Check every line of the entries below for the word "MissingRoleMap", and copy the ones that have it.

(MATERIAL FOR THIS TASK)
--- START ---

//! Loading `role.yml` descriptors into [`RoleDefinition`]s.

use crate::cache::{SourceEntry, SourceSpec};
use crate::orchestrator::ConfigError;
use crate::types::{PlaybookFile, RoleDefinition, ValueMapping};
use serde::Deserialize;
use std::collections::BTreeMap;
use std::path::{Path, PathBuf};
use tracing::debug;

pub const ROLE_DESCRIPTOR: &str = "role.yml";

/// Directory holding a role's descriptor and local playbook sources
pub fn local_scripts_dir(playbooks_root: &Path, role: &str) -> PathBuf {
    playbooks_root.join("roles").join(role)
}

#[derive(Debug, Deserialize)]
struct RawDescriptor {
    playbook_src_paths: Option<serde_yaml::Mapping>,
    playbook_path: Option<String>,
    playbook_file: Option<String>,
    attribute_map: Option<Vec<RawMapping>>,
    inventory_map: Option<Vec<RawMapping>>,
    role_group_map: Option<BTreeMap<String, Vec<String>>>,
    role_tag_map: Option<BTreeMap<String, Vec<String>>>,
    role_role_map: Option<BTreeMap<String, Vec<String>>>,
    playbook_src_setup: Option<Vec<String>>,
}

#[derive(Debug, Deserialize)]
struct RawMapping {
    name: String,
    path: String,
    when: Option<String>,
}

impl RawMapping {
    fn into_mapping(self) -> ValueMapping {
        ValueMapping::parse(&self.name, self.path, self.when.as_deref())
    }
}

/// Read `<local_scripts>/role.yml` for `role`.
pub async fn load_role_definition(
    role: &str,
    local_scripts: &Path,
) -> Result<RoleDefinition, ConfigError> {
    if !tokio::fs::try_exists(local_scripts).await.unwrap_or(false) {
        return Err(ConfigError::MissingScripts {
            role: role.to_string(),
            path: local_scripts.display().to_string(),
        });
    }

    let descriptor = local_scripts.join(ROLE_DESCRIPTOR);
    let content = tokio::fs::read_to_string(&descriptor)
        .await
        .map_err(|source| ConfigError::MissingDescriptor {
            path: descriptor.display().to_string(),
            source,
        })?;

    let definition = parse_role_definition(role, &content, &descriptor.display().to_string())?;
    debug!(
        "Loaded {} with {} sources for role {}",
        descriptor.display(),
        definition.playbook_src_paths.len(),
        role
    );
    Ok(definition)
}

/// Parse descriptor text. `origin` names the file in error messages.
pub fn parse_role_definition(
    role: &str,
    content: &str,
    origin: &str,
) -> Result<RoleDefinition, ConfigError> {
    let raw: Option<RawDescriptor> =
        serde_yaml::from_str(content).map_err(|e| ConfigError::InvalidDescriptor {
            path: origin.to_string(),
            reason: e.to_string(),
        })?;
    let raw = raw.ok_or_else(|| ConfigError::InvalidDescriptor {
        path: origin.to_string(),
        reason: "descriptor is empty".to_string(),
    })?;

    let missing = |field: &'static str| ConfigError::MissingField {
        field,
        path: origin.to_string(),
    };

    let sources = raw
        .playbook_src_paths
        .ok_or_else(|| missing("playbook_src_paths"))?;
    let playbook_path = raw.playbook_path.ok_or_else(|| missing("playbook_path"))?;
    let playbook_file = raw.playbook_file.ok_or_else(|| missing("playbook_file"))?;

    let definition = RoleDefinition {
        playbook_src_paths: parse_sources(&sources, origin)?,
        playbook_path,
        playbook_file: PlaybookFile::from_descriptor(&playbook_file),
        attribute_map: raw
            .attribute_map
            .unwrap_or_default()
            .into_iter()
            .map(RawMapping::into_mapping)
            .collect(),
        inventory_map: raw
            .inventory_map
            .unwrap_or_default()
            .into_iter()
            .map(RawMapping::into_mapping)
            .collect(),
        role_group_map: raw.role_group_map.unwrap_or_default(),
        role_tag_map: raw.role_tag_map.unwrap_or_default(),
        role_role_map: raw.role_role_map.unwrap_or_default(),
        playbook_src_setup: raw.playbook_src_setup.unwrap_or_default(),
    };

    if definition.playbook_file == PlaybookFile::Synthesize
        && definition.sub_roles_for(role).is_none()
    {
        return Err(ConfigError::MissingRoleMap {
            role: role.to_string(),
            path: origin.to_string(),
        });
    }

    Ok(definition)
}

fn parse_sources(
    sources: &serde_yaml::Mapping,
    origin: &str,
) -> Result<Vec<SourceEntry>, ConfigError> {
    let invalid = |reason: String| ConfigError::InvalidField {
        field: "playbook_src_paths",
        path: origin.to_string(),
        reason,
    };

    sources
        .iter()
        .map(|(name, spec)| -> Result<SourceEntry, ConfigError> {
            let name = name
                .as_str()
                .ok_or_else(|| invalid(format!("source name {name:?} is not a string")))?;
            let spec = spec
                .as_str()
                .ok_or_else(|| invalid(format!("source {name} is not a string")))?;
            let spec = SourceSpec::parse(spec).map_err(|e| invalid(e.to_string()))?;
            Ok(SourceEntry::new(name, spec))
        })
        .collect()
}

#[cfg(test)]
mod tests {
    use super::*;
    use crate::resolver::PathExpr;

    const DESCRIPTOR: &str = r#"
playbook_src_paths:
  kubespray: https://github.com/kubernetes-incubator/kargo.git
  ntp: galaxy:geerlingguy.ntp
  local: files
playbook_path: kubespray
playbook_file: cluster.yml
inventory_map:
  - name: eval:ipaddress(all,storage).address
    path: storage_ip
  - name: rebar/network/mode
    path: net_mode
    when: rebar/network/enabled == true
role_group_map:
  k8s-master: [kube-master, etcd]
role_tag_map:
  k8s-master: [master]
playbook_src_setup:
  - ln -sf ../local/group_vars kubespray/group_vars
"#;

    #[test]
    fn test_parse_keeps_source_order() {
        let definition = parse_role_definition("k8s-master", DESCRIPTOR, "role.yml").unwrap();

        let names: Vec<&str> = definition
            .playbook_src_paths
            .iter()
            .map(|e| e.name.as_str())
            .collect();
        assert_eq!(names, vec!["kubespray", "ntp", "local"]);
        assert_eq!(definition.playbook_src_paths[0].spec.kind(), "git");
        assert_eq!(definition.playbook_src_paths[1].spec.kind(), "galaxy");
        assert_eq!(definition.playbook_src_paths[2].spec.kind(), "local");
        assert_eq!(
            definition.playbook_file,
            PlaybookFile::Named("cluster.yml".to_string())
        );
    }

    #[test]
    fn test_parse_mappings_and_maps() {
        let definition = parse_role_definition("k8s-master", DESCRIPTOR, "role.yml").unwrap();

        assert_eq!(definition.inventory_map.len(), 2);
        assert!(definition.inventory_map[0].name.is_custom());
        assert!(matches!(definition.inventory_map[1].name, PathExpr::Data(_)));
        assert!(definition.inventory_map[1].when.is_some());
        assert!(definition.attribute_map.is_empty());
        assert_eq!(
            definition.groups_for("k8s-master"),
            Some(&["kube-master".to_string(), "etcd".to_string()][..])
        );
        assert_eq!(definition.tags_for("k8s-master"), Some(&["master".to_string()][..]));
        assert_eq!(definition.playbook_src_setup.len(), 1);
    }

    #[test]
    fn test_missing_required_field_names_field_and_path() {
        let err = parse_role_definition(
            "ntp",
            "playbook_src_paths: {}\nplaybook_file: site.yml\n",
            "/roles/ntp/role.yml",
        )
        .unwrap_err();

        assert!(matches!(
            err,
            ConfigError::MissingField {
                field: "playbook_path",
                ..
            }
        ));
        assert_eq!(err.to_string(), "Missing playbook_path in /roles/ntp/role.yml");
    }

    #[test]
    fn test_synthesize_requires_role_map() {
        let content = "playbook_src_paths: {}\nplaybook_path: .\nplaybook_file: \".\"\n";
        let err = parse_role_definition("ntp", content, "role.yml").unwrap_err();
        assert!(matches!(err, ConfigError::MissingRoleMap { .. }));

        let with_map = format!("{content}role_role_map:\n  ntp: [ntp-server]\n");
        let definition = parse_role_definition("ntp", &with_map, "role.yml").unwrap();
        assert_eq!(definition.playbook_file, PlaybookFile::Synthesize);
    }

    #[test]
    fn test_empty_descriptor_is_invalid() {
        let err = parse_role_definition("ntp", "", "role.yml").unwrap_err();
        assert!(matches!(err, ConfigError::InvalidDescriptor { .. }));
    }

    #[tokio::test]
    async fn test_load_requires_scripts_dir() {
        let dir = tempfile::tempdir().unwrap();
        let err = load_role_definition("ntp", &local_scripts_dir(dir.path(), "ntp"))
            .await
            .unwrap_err();
        assert!(matches!(err, ConfigError::MissingScripts { .. }));
    }
}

--- END ---

(RESPONSE FOR THIS EXERCISE)
        return Err(ConfigError::MissingRoleMap {
        assert!(matches!(err, ConfigError::MissingRoleMap { .. }));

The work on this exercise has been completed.